La JCE dominicana rischia l’asta dei beni della sede di New York: debito da quasi un milione di dollari

Una situazione decisamente insolita coinvolge la Junta Central Electoral (JCE) della Repubblica Dominicana a New York.

Un City Marshal della città ha autorizzato il sequestro e la successiva vendita all’asta dei beni mobili presenti negli uffici della JCE a Manhattan, nell’ambito dell’esecuzione di una sentenza emessa a favore della società Latin Events LLC.
La somma inizialmente stabilita dal tribunale era di 838.337,50 dollari, ma tra interessi, spese e altri oneri il conto è arrivato a 982.261,88 dollari, con ulteriori interessi che continuano a maturare.
L’asta è fissata per il 1° ottobre
Il provvedimento riguarda i beni presenti nell’ufficio della JCE al 1501 Broadway, suite 410, a Manhattan.
L’elenco comprende computer, stampanti, apparecchiature elettroniche, scrivanie, sedie, televisori, altri mobili e perfino opere d’arte.
La vendita è stata fissata per il 1° ottobre 2026 alle ore 9, ma potrebbe essere annullata se la somma dovuta venisse saldata almeno 72 ore prima della data stabilita.
In altre parole, non è la sede della JCE ad essere messa all’asta, ma i beni mobili che si trovano all’interno dell’ufficio.
Ed è proprio questo particolare a rendere la vicenda piuttosto singolare.
Come si è arrivati a quasi un milione di dollari?
La storia nasce da un accordo stipulato nel 2023.
La JCE aveva sottoscritto con Latin Events un contratto da un milione di dollari collegato a una campagna per la registrazione degli elettori dominicani residenti a New York e negli Stati vicini.
Nel progetto rientrava anche la grande serie di baseball tra Águilas Cibaeñas e Tigres del Licey disputata al Citi Field di New York nel novembre 2023.
Secondo Latin Events, l’accordo prevedeva tra l’altro 600 mila dollari per 15 mila biglietti, 200 mila per 20 mila pasti e altri 200 mila per attività pubblicitarie.
La società sostiene di aver ricevuto soltanto 230 mila dollari, lasciando una parte consistente del contratto non pagata.
Da qui è nato il contenzioso giudiziario.
La JCE però contesta la ricostruzione
La vicenda non è però così semplice come potrebbe sembrare.
La JCE sostiene infatti di non aver autorizzato alcuni dei servizi per i quali Latin Events chiede il pagamento.
L’organismo elettorale ha affermato di aver effettivamente pagato 230 mila dollari per servizi di pubblicità e logistica, ma contesta le ulteriori richieste, compresi i 600 mila dollari relativi ai biglietti della partita.
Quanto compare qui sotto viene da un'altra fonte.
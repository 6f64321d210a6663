use std::io;
use std::sync::Mutex;
use std::time::Duration;

use windows_sys::Win32::Networking::WinSock::{
    WSAPoll, POLLERR, POLLHUP, POLLNVAL, POLLRDBAND, POLLRDNORM, POLLWRNORM, WSAPOLLFD,
};

use crate::sys::windows::{RawIo, Waker};
use crate::sys::Event;
use crate::TransportFlags;

/// Socket readiness backend over `WSAPoll`.
///
/// Works like the Unix poll backend: the socket table is mirrored into a
/// `WSAPOLLFD` array on every call, with changes staged in between.
/// `WSAPoll` only accepts sockets, so this backend cannot watch pipes or
/// arbitrary handles, and there is no interrupt mechanism.
#[derive(Debug)]
pub(crate) struct Selector {
    entries: Mutex<Vec<PollEntry>>,
    staged: Mutex<Vec<Change>>,
}

#[derive(Debug, Clone, Copy)]
struct PollEntry {
    io: RawIo,
    slot: usize,
    flags: TransportFlags,
}

#[derive(Debug)]
enum Change {
    Add {
        io: RawIo,
        slot: usize,
        flags: TransportFlags,
    },
    Update {
        io: RawIo,
        flags: TransportFlags,
    },
    Remove {
        io: RawIo,
    },
}

impl Selector {
    pub(crate) fn new() -> io::Result<Selector> {
        Ok(Selector {
            entries: Mutex::new(Vec::new()),
            staged: Mutex::new(Vec::new()),
        })
    }

    pub(crate) fn register(
        &self,
        io: RawIo,
        slot: usize,
        flags: TransportFlags,
    ) -> io::Result<()> {
        self.staged
            .lock()
            .unwrap()
            .push(Change::Add { io, slot, flags });
        Ok(())
    }

    pub(crate) fn reregister(
        &self,
        io: RawIo,
        _slot: usize,
        _old: TransportFlags,
        new: TransportFlags,
    ) -> io::Result<()> {
        self.staged
            .lock()
            .unwrap()
            .push(Change::Update { io, flags: new });
        Ok(())
    }

    pub(crate) fn deregister(&self, io: RawIo, _old: TransportFlags) -> io::Result<()> {
        self.staged.lock().unwrap().push(Change::Remove { io });
        Ok(())
    }

    pub(crate) fn select(
        &self,
        events: &mut Vec<Event>,
        timeout: Option<Duration>,
    ) -> io::Result<()> {
        let mut entries = self.entries.lock().unwrap();
        self.apply_staged(&mut entries);
        if entries.is_empty() {
            // WSAPoll rejects an empty array; nothing can become ready
            // anyway.
            return Ok(());
        }

        let mut pollfds: Vec<WSAPOLLFD> = entries
            .iter()
            .map(|entry| WSAPOLLFD {
                fd: entry.io as usize,
                events: flags_to_poll(entry.flags),
                revents: 0,
            })
            .collect();

        let timeout = timeout
            .map(|to| {
                to.checked_add(Duration::from_nanos(999_999))
                    .unwrap_or(to)
                    .as_millis() as i32
            })
            .unwrap_or(-1);

        let n_events = syscall!(
            SOCKET,
            WSAPoll(pollfds.as_mut_ptr(), pollfds.len() as u32, timeout)
        )? as usize;
        if n_events == 0 {
            return Ok(());
        }

        for (pollfd, entry) in pollfds.iter().zip(entries.iter()) {
            if pollfd.revents != 0 {
                events.push(translate(pollfd.revents, entry.slot));
            }
        }
        Ok(())
    }

    fn apply_staged(&self, entries: &mut Vec<PollEntry>) {
        let mut staged = self.staged.lock().unwrap();
        for change in staged.drain(..) {
            match change {
                Change::Add { io, slot, flags } => {
                    entries.push(PollEntry { io, slot, flags });
                }
                Change::Update { io, flags } => {
                    if let Some(entry) = entries.iter_mut().find(|entry| entry.io == io) {
                        entry.flags = flags;
                    }
                }
                Change::Remove { io } => {
                    if let Some(index) = entries.iter().position(|entry| entry.io == io) {
                        entries.swap_remove(index);
                    }
                }
            }
        }
    }

    pub(crate) fn make_waker(&self) -> io::Result<Waker> {
        Ok(Waker)
    }
}

fn flags_to_poll(flags: TransportFlags) -> i16 {
    let mut kind = 0;
    if flags.is_reading() {
        kind |= POLLRDNORM | POLLRDBAND;
    }
    if flags.is_writing() {
        kind |= POLLWRNORM;
    }
    kind
}

fn translate(revents: i16, slot: usize) -> Event {
    let mut event = Event::new(slot);
    event.readable = revents & (POLLRDNORM | POLLRDBAND) != 0;
    event.writable = revents & POLLWRNORM != 0;
    event.hangup = revents & POLLHUP != 0;
    if revents & (POLLERR | POLLNVAL) != 0 {
        event.error = true;
    }
    event
}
Secondo la JCE, non esisterebbe un documento che dimostri l’approvazione di quei servizi da parte del Pleno o del presidente dell’organismo. Ha inoltre sostenuto di non essere stata correttamente notificata del procedimento giudiziario e ha annunciato l’intenzione di difendersi attraverso tutti gli strumenti legali disponibili.
Una sentenza americana già esiste
Il problema per la JCE è che negli Stati Uniti esiste già una sentenza favorevole a Latin Events.
Il tribunale federale del Distretto Sud di New York ha condannato la JCE al pagamento di 838.337,50 dollari. La sentenza, secondo le informazioni disponibili, è stata successivamente registrata presso la contea di New York e la procedura di esecuzione è ora arrivata al pignoramento dei beni dell’ufficio.
Parallelamente, il caso ha avuto sviluppi anche nella Repubblica Dominicana.
La sentenza americana è stata sottoposta a un procedimento di riconoscimento davanti ai tribunali dominicani e la JCE ha presentato ricorso contro tale decisione. È stato inoltre tentato un embargo sui fondi dell’organismo presso il Banco de Reservas, ma la banca ha respinto la richiesta sulla base delle norme che proteggono determinati fondi pubblici.
E ora cosa succederà?
Il prossimo appuntamento è quindi fissato a New York, il 1° ottobre.
Se la controversia non verrà risolta prima, i beni presenti nell’ufficio della JCE potrebbero essere venduti per contribuire all’esecuzione della sentenza.
La vicenda è particolarmente delicata perché coinvolge un organismo pubblico dominicano, una società privata e un contratto nato da un’iniziativa destinata proprio alla comunità dominicana residente negli Stati Uniti.
E dietro una cifra ormai vicina al milione di dollari c’è una storia che parte da una partita di baseball e da un progetto per coinvolgere gli elettori dominicani all’estero.
Una storia che, tre anni dopo quell’evento al Citi Field, è finita nei tribunali e ora rischia di arrivare addirittura all’asta dei computer, dei mobili e delle attrezzature dell’ufficio elettorale dominicano a Manhattan.